- WHAT TO PRODUCE -
Give back all of the data exactly.

----

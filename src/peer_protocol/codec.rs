use tokio::io::{AsyncRead, AsyncWrite};
use tokio_util::{
    bytes::{self, Buf, BufMut},
    codec::{Decoder, Encoder, Framed},
};

#[repr(u8)]
#[derive(Debug, Clone, PartialEq, Eq)]
pub enum PeerMessage {
    Choke = 0,
    Unchoke = 1,
    Interested = 2,
    NotInterested = 3,
    Have(u32) = 4,
    Bitfield(Vec<u8>) = 5,
    Request {
        index: u32,
        begin: u32,
        length: u32,
    } = 6,
    Piece {
        index: u32,
        begin: u32,
        chunk: Vec<u8>,
    } = 7,
    Cancel {
        index: u32,
        begin: u32,
        length: u32,
    } = 8,
    Port(u16) = 9,
    Extended {
        code: u8,
        payload: Vec<u8>,
    } = 20,
}

impl PeerMessage {
    pub fn tag(&self) -> u8 {
        // SAFETY: because PeerMessage is a repr(u8) its also repr(C) and the first byte(u8) represents
        // the enum tag (dereferencing the *self casted to a *u8 gives first byte).
        // taken from std::mem::discriminant docs.
        unsafe { *<*const _>::from(self).cast::<u8>() }
    }
}

/// Frames sent on a connection after the handshake: the decoder item is
/// `None` for a keep-alive (zero-length frame), `Some(message)` otherwise.
pub type PeerFrames<T> = Framed<T, PeerMessageCodec>;

pub fn upgrade_stream<T>(stream: T) -> PeerFrames<T>
where
    T: AsyncRead + AsyncWrite,
{
    Framed::new(stream, PeerMessageCodec::new())
}

#[derive(Debug, Default)]
pub struct PeerMessageCodec;

impl PeerMessageCodec {
    // a chunk frame is 16 KiB + header; bitfields of very large content
    // sets can be bigger still. anything past this is a protocol
    // violation.
    const MAX_SIZE: usize = 2 * (1 << 20);

    pub fn new() -> Self {
        Self
    }

    // bail if the peer sends invalid(less than what is required) length for the particular variant.
    fn bail_on_size_mismatch(src: &mut bytes::BytesMut, min_size: usize) -> anyhow::Result<()> {
        let len = src.len();
        if len < min_size {
            anyhow::bail!("buf size {} does not match size for tag {}", len, min_size)
        }
        Ok(())
    }

    // helper for the Cancel and Request variants only.
    fn decode_triple_variant(src: &mut bytes::BytesMut) -> anyhow::Result<(u32, u32, u32)> {
        const TRIPLE_SIZE: usize = 3 * std::mem::size_of::<u32>();
        Self::bail_on_size_mismatch(src, TRIPLE_SIZE)?;
        Ok((src.get_u32(), src.get_u32(), src.get_u32()))
    }
}

impl Decoder for PeerMessageCodec {
    type Item = Option<PeerMessage>;
    type Error = anyhow::Error;

    fn decode(&mut self, src: &mut bytes::BytesMut) -> anyhow::Result<Option<Self::Item>> {
        const LEN_HEADER_SIZE: usize = std::mem::size_of::<u32>();

        if src.len() < LEN_HEADER_SIZE {
            // return None to signify that more bytes need to be read for current frame to be
            // decoded.
            return Ok(None);
        }

        let len_header = u32::from_be_bytes(src[..LEN_HEADER_SIZE].try_into().unwrap()) as usize;
        if len_header == 0 {
            // return Some(None) when message was a keepalive
            src.advance(LEN_HEADER_SIZE);
            return Ok(Some(None));
        }

        // prevent malicious peers (if they exist) from hogging us.
        if len_header > Self::MAX_SIZE {
            anyhow::bail!(
                "frames of size {} (>2 MiB) prevented from being decoded.",
                len_header
            )
        }

        if src.len() < LEN_HEADER_SIZE + len_header {
            src.reserve(LEN_HEADER_SIZE + len_header - src.len());
            return Ok(None);
        }
        src.advance(LEN_HEADER_SIZE);
        let mut src = src.split_to(len_header);

        let tag = src.get_u8();
        type PM = PeerMessage;
        let msg = match tag {
            0 => PM::Choke,
            1 => PM::Unchoke,
            2 => PM::Interested,
            3 => PM::NotInterested,
            4 => {
                Self::bail_on_size_mismatch(&mut src, std::mem::size_of::<u32>())?;
                PM::Have(src.get_u32())
            }
            // a panic shouldn't happen here as any amount of bytes is valid
            5 => PM::Bitfield(src.to_vec()),
            6 => {
                let (index, begin, length) = Self::decode_triple_variant(&mut src)?;

                PM::Request {
                    index,
                    begin,
                    length,
                }
            }
            7 => {
                Self::bail_on_size_mismatch(&mut src, 2 * std::mem::size_of::<u32>())?;

                PM::Piece {
                    index: src.get_u32(),
                    begin: src.get_u32(),
                    chunk: src.to_vec(),
                }
            }
            8 => {
                let (index, begin, length) = Self::decode_triple_variant(&mut src)?;

                PM::Cancel {
                    index,
                    begin,
                    length,
                }
            }
            9 => {
                Self::bail_on_size_mismatch(&mut src, std::mem::size_of::<u16>())?;
                PM::Port(src.get_u16())
            }
            20 => {
                Self::bail_on_size_mismatch(&mut src, std::mem::size_of::<u8>())?;
                PM::Extended {
                    code: src.get_u8(),
                    payload: src.to_vec(),
                }
            }
            _ => anyhow::bail!("invalid protocol tag for peer message: {}", tag),
        };

        Ok(Some(Some(msg)))
    }
}

/// Encoded outbound item: `None` is a keep-alive frame.
impl Encoder<Option<PeerMessage>> for PeerMessageCodec {
    type Error = anyhow::Error;
    fn encode(
        &mut self,
        item: Option<PeerMessage>,
        dst: &mut bytes::BytesMut,
    ) -> Result<(), Self::Error> {
        const TAG_LEN: u32 = std::mem::size_of::<u8>() as u32;

        let Some(item) = item else {
            dst.put_u32(0);
            return Ok(());
        };
        let tag = item.tag();

        type PM = PeerMessage;
        match item {
            PM::Choke | PM::Unchoke | PM::Interested | PM::NotInterested => {
                dst.put_u32(TAG_LEN);
                dst.put_u8(tag);
            }
            PM::Have(index) => {
                dst.put_u32(TAG_LEN + std::mem::size_of::<u32>() as u32);
                dst.put_u8(tag);

                dst.put_u32(index);
            }
            PM::Request {
                index,
                begin,
                length,
            }
            | PM::Cancel {
                index,
                begin,
                length,
            } => {
                dst.put_u32(TAG_LEN + 3 * std::mem::size_of::<u32>() as u32);
                dst.put_u8(tag);

                dst.put_u32(index);
                dst.put_u32(begin);
                dst.put_u32(length);
            }

            PM::Piece {
                index,
                begin,
                chunk,
            } => {
                dst.put_u32(TAG_LEN + (2 * std::mem::size_of::<u32>() + chunk.len()) as u32);
                dst.put_u8(tag);

                dst.put_u32(index);
                dst.put_u32(begin);
                dst.put(chunk.as_slice());
            }

            PM::Bitfield(bitfield) => {
                dst.put_u32(TAG_LEN + bitfield.len() as u32);
                dst.put_u8(tag);

                dst.put(bitfield.as_slice());
            }

            PM::Port(port) => {
                dst.put_u32(TAG_LEN + std::mem::size_of::<u16>() as u32);
                dst.put_u8(tag);

                dst.put_u16(port);
            }

            PM::Extended { code, payload } => {
                dst.put_u32(TAG_LEN + (std::mem::size_of::<u8>() + payload.len()) as u32);
                dst.put_u8(tag);

                dst.put_u8(code);
                dst.put(payload.as_slice());
            }
        }
        Ok(())
    }
}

----

- TASK ANSWER -
filename src/peer_protocol/codec.rs
use tokio::io::{AsyncRead, AsyncWrite};
use tokio_util::{
    bytes::{self, Buf, BufMut},
    codec::{Decoder, Encoder, Framed},
};

#[repr(u8)]
#[derive(Debug, Clone, PartialEq, Eq)]
pub enum PeerMessage {
    Choke = 0,
    Unchoke = 1,
    Interested = 2,
    NotInterested = 3,
    Have(u32) = 4,
    Bitfield(Vec<u8>) = 5,
    Request {
        index: u32,
        begin: u32,
        length: u32,
    } = 6,
    Piece {
        index: u32,
        begin: u32,
        chunk: Vec<u8>,
    } = 7,
    Cancel {
        index: u32,
        begin: u32,
        length: u32,
    } = 8,
    Port(u16) = 9,
    Extended {
        code: u8,
        payload: Vec<u8>,
    } = 20,
}

impl PeerMessage {
    pub fn tag(&self) -> u8 {
        // SAFETY: because PeerMessage is a repr(u8) its also repr(C) and the first byte(u8) represents
        // the enum tag (dereferencing the *self casted to a *u8 gives first byte).
        // taken from std::mem::discriminant docs.
        unsafe { *<*const _>::from(self).cast::<u8>() }
    }
}

/// Frames sent on a connection after the handshake: the decoder item is
/// `None` for a keep-alive (zero-length frame), `Some(message)` otherwise.
pub type PeerFrames<T> = Framed<T, PeerMessageCodec>;

pub fn upgrade_stream<T>(stream: T) -> PeerFrames<T>
where
    T: AsyncRead + AsyncWrite,
{
    Framed::new(stream, PeerMessageCodec::new())
}

#[derive(Debug, Default)]
pub struct PeerMessageCodec;

impl PeerMessageCodec {
    // a chunk frame is 16 KiB + header; bitfields of very large content
    // sets can be bigger still. anything past this is a protocol
    // violation.
    const MAX_SIZE: usize = 2 * (1 << 20);

    pub fn new() -> Self {
        Self
    }

    // bail if the peer sends invalid(less than what is required) length for the particular variant.
    fn bail_on_size_mismatch(src: &mut bytes::BytesMut, min_size: usize) -> anyhow::Result<()> {
        let len = src.len();
        if len < min_size {
            anyhow::bail!("buf size {} does not match size for tag {}", len, min_size)
        }
        Ok(())
    }

    // helper for the Cancel and Request variants only.
    fn decode_triple_variant(src: &mut bytes::BytesMut) -> anyhow::Result<(u32, u32, u32)> {
        const TRIPLE_SIZE: usize = 3 * std::mem::size_of::<u32>();
        Self::bail_on_size_mismatch(src, TRIPLE_SIZE)?;
        Ok((src.get_u32(), src.get_u32(), src.get_u32()))
    }
}

impl Decoder for PeerMessageCodec {
    type Item = Option<PeerMessage>;
    type Error = anyhow::Error;

    fn decode(&mut self, src: &mut bytes::BytesMut) -> anyhow::Result<Option<Self::Item>> {
        const LEN_HEADER_SIZE: usize = std::mem::size_of::<u32>();

        if src.len() < LEN_HEADER_SIZE {
            // return None to signify that more bytes need to be read for current frame to be
            // decoded.
            return Ok(None);
        }

        let len_header = u32::from_be_bytes(src[..LEN_HEADER_SIZE].try_into().unwrap()) as usize;
        if len_header == 0 {
            // return Some(None) when message was a keepalive
            src.advance(LEN_HEADER_SIZE);
            return Ok(Some(None));
        }

        // prevent malicious peers (if they exist) from hogging us.
        if len_header > Self::MAX_SIZE {
            anyhow::bail!(
                "frames of size {} (>2 MiB) prevented from being decoded.",
                len_header
            )
        }

        if src.len() < LEN_HEADER_SIZE + len_header {
            src.reserve(LEN_HEADER_SIZE + len_header - src.len());
            return Ok(None);
        }
        src.advance(LEN_HEADER_SIZE);
        let mut src = src.split_to(len_header);

        let tag = src.get_u8();
        type PM = PeerMessage;
        let msg = match tag {
            0 => PM::Choke,
            1 => PM::Unchoke,
            2 => PM::Interested,
            3 => PM::NotInterested,
            4 => {
                Self::bail_on_size_mismatch(&mut src, std::mem::size_of::<u32>())?;
                PM::Have(src.get_u32())
            }
            // a panic shouldn't happen here as any amount of bytes is valid
            5 => PM::Bitfield(src.to_vec()),
            6 => {
                let (index, begin, length) = Self::decode_triple_variant(&mut src)?;

                PM::Request {
                    index,
                    begin,
                    length,
                }
            }
            7 => {
                Self::bail_on_size_mismatch(&mut src, 2 * std::mem::size_of::<u32>())?;

                PM::Piece {
                    index: src.get_u32(),
                    begin: src.get_u32(),
                    chunk: src.to_vec(),
                }
            }
            8 => {
                let (index, begin, length) = Self::decode_triple_variant(&mut src)?;

                PM::Cancel {
                    index,
                    begin,
                    length,
                }
            }
            9 => {
                Self::bail_on_size_mismatch(&mut src, std::mem::size_of::<u16>())?;
                PM::Port(src.get_u16())
            }
            20 => {
                Self::bail_on_size_mismatch(&mut src, std::mem::size_of::<u8>())?;
                PM::Extended {
                    code: src.get_u8(),
                    payload: src.to_vec(),
                }
            }
            _ => anyhow::bail!("invalid protocol tag for peer message: {}", tag),
        };

        Ok(Some(Some(msg)))
    }
}

/// Encoded outbound item: `None` is a keep-alive frame.
impl Encoder<Option<PeerMessage>> for PeerMessageCodec {
    type Error = anyhow::Error;
    fn encode(
        &mut self,
        item: Option<PeerMessage>,
        dst: &mut bytes::BytesMut,
    ) -> Result<(), Self::Error> {
        const TAG_LEN: u32 = std::mem::size_of::<u8>() as u32;

        let Some(item) = item else {
            dst.put_u32(0);
            return Ok(());
        };
        let tag = item.tag();

        type PM = PeerMessage;
        match item {
            PM::Choke | PM::Unchoke | PM::Interested | PM::NotInterested => {
                dst.put_u32(TAG_LEN);
                dst.put_u8(tag);
            }
            PM::Have(index) => {
                dst.put_u32(TAG_LEN + std::mem::size_of::<u32>() as u32);
                dst.put_u8(tag);

                dst.put_u32(index);
            }
            PM::Request {
                index,
                begin,
                length,
            }
            | PM::Cancel {
                index,
                begin,
                length,
            } => {
                dst.put_u32(TAG_LEN + 3 * std::mem::size_of::<u32>() as u32);
                dst.put_u8(tag);

                dst.put_u32(index);
                dst.put_u32(begin);
                dst.put_u32(length);
            }

            PM::Piece {
                index,
                begin,
                chunk,
            } => {
                dst.put_u32(TAG_LEN + (2 * std::mem::size_of::<u32>() + chunk.len()) as u32);
                dst.put_u8(tag);

                dst.put_u32(index);
                dst.put_u32(begin);
                dst.put(chunk.as_slice());
            }

            PM::Bitfield(bitfield) => {
                dst.put_u32(TAG_LEN + bitfield.len() as u32);
                dst.put_u8(tag);

                dst.put(bitfield.as_slice());
            }

            PM::Port(port) => {
                dst.put_u32(TAG_LEN + std::mem::size_of::<u16>() as u32);
                dst.put_u8(tag);

                dst.put_u16(port);
            }

            PM::Extended { code, payload } => {
                dst.put_u32(TAG_LEN + (std::mem::size_of::<u8>() + payload.len()) as u32);
                dst.put_u8(tag);

                dst.put_u8(code);
                dst.put(payload.as_slice());
            }
        }
        Ok(())
    }
}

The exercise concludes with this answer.